● EXERCISE BRIEF
Working from the entries below, give again each line from the first through the one containing "Build it with", exactly and with nothing else.

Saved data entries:
__________________________________________________

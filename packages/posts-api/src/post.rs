//! The post resource and its write payload.

use serde::{Deserialize, Serialize};

/// A stored post.
///
/// `id` is assigned by the server on create, increases monotonically and is
/// never reused after a delete.
///
/// # Example
///
/// ```json
/// { "id": 1, "title": "Example Post", "body": "Just a test" }
/// ```
#[derive(Debug, Clone, Serialize, Deserialize, PartialEq, Eq)]
pub struct Post {
    pub id: i64,
    pub title: String,
    pub body: String,
}

impl Post {
    /// Path of the get-by-id endpoint for this post, used as the `Location`
    /// header of a `201 Created`.
    pub fn location(&self) -> String {
        format!("/api/posts/{}", self.id)
    }
}

/// The validated body of `POST /api/posts` and `PUT /api/posts/{id}`.
///
/// Build it with [`crate::validate_post`] rather than deserialising directly,
/// so rejected payloads carry the validator's message.
#[derive(Debug, Clone, Serialize, Deserialize, PartialEq, Eq)]
pub struct PostPayload {
    pub title: String,
    pub body: String,
}

impl PostPayload {
    pub fn new(title: impl Into<String>, body: impl Into<String>) -> Self {
        Self {
            title: title.into(),
            body: body.into(),
        }
    }
}

/// Query parameters for `GET /api/posts`.
///
/// Both filters are case-sensitive substring matches and are ANDed together.
/// An empty value is treated the same as an absent one.
#[derive(Debug, Clone, Default, PartialEq, Eq, Deserialize)]
pub struct ListQuery {
    pub title_like: Option<String>,
    pub body_like: Option<String>,
}

impl ListQuery {
    /// Build from decoded query-string pairs. A repeated key keeps its first
    /// value; unknown keys are ignored.
    pub fn from_pairs<I, K, V>(pairs: I) -> Self
    where
        I: IntoIterator<Item = (K, V)>,
        K: AsRef<str>,
        V: Into<String>,
    {
        let mut query = Self::default();
        for (key, value) in pairs {
            let slot = match key.as_ref() {
                "title_like" => &mut query.title_like,
                "body_like" => &mut query.body_like,
                _ => continue,
            };
            if slot.is_none() {
                *slot = Some(value.into());
            }
        }
        query
    }

    /// `title_like`, ignoring the empty string.
    pub fn title(&self) -> Option<&str> {
        self.title_like.as_deref().filter(|s| !s.is_empty())
    }

    /// `body_like`, ignoring the empty string.
    pub fn body(&self) -> Option<&str> {
        self.body_like.as_deref().filter(|s| !s.is_empty())
    }
}

#[cfg(test)]
mod tests {
    use super::*;

    #[test]
    fn location_points_at_get_by_id() {
        let post = Post {
            id: 42,
            title: "t".into(),
            body: "b".into(),
        };
        assert_eq!(post.location(), "/api/posts/42");
    }

    #[test]
    fn repeated_keys_keep_first_value() {
        let q = ListQuery::from_pairs([
            ("title_like", "a"),
            ("page", "2"),
            ("title_like", "b"),
            ("body_like", "test"),
        ]);
        assert_eq!(q.title(), Some("a"));
        assert_eq!(q.body(), Some("test"));
    }

    #[test]
    fn empty_filters_are_ignored() {
        let q = ListQuery {
            title_like: Some(String::new()),
            body_like: Some("test".into()),
        };
        assert_eq!(q.title(), None);
        assert_eq!(q.body(), Some("test"));
    }
}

__________________________________________________

● TASK SOLUTION
filename packages/posts-api/src/post.rs
//! The post resource and its write payload.

use serde::{Deserialize, Serialize};

/// A stored post.
///
/// `id` is assigned by the server on create, increases monotonically and is
/// never reused after a delete.
///
/// # Example
///
/// ```json
/// { "id": 1, "title": "Example Post", "body": "Just a test" }
/// ```
#[derive(Debug, Clone, Serialize, Deserialize, PartialEq, Eq)]
pub struct Post {
    pub id: i64,
    pub title: String,
    pub body: String,
}

impl Post {
    /// Path of the get-by-id endpoint for this post, used as the `Location`
    /// header of a `201 Created`.
    pub fn location(&self) -> String {
        format!("/api/posts/{}", self.id)
    }
}

/// The validated body of `POST /api/posts` and `PUT /api/posts/{id}`.
///
/// Build it with [`crate::validate_post`] rather than deserialising directly,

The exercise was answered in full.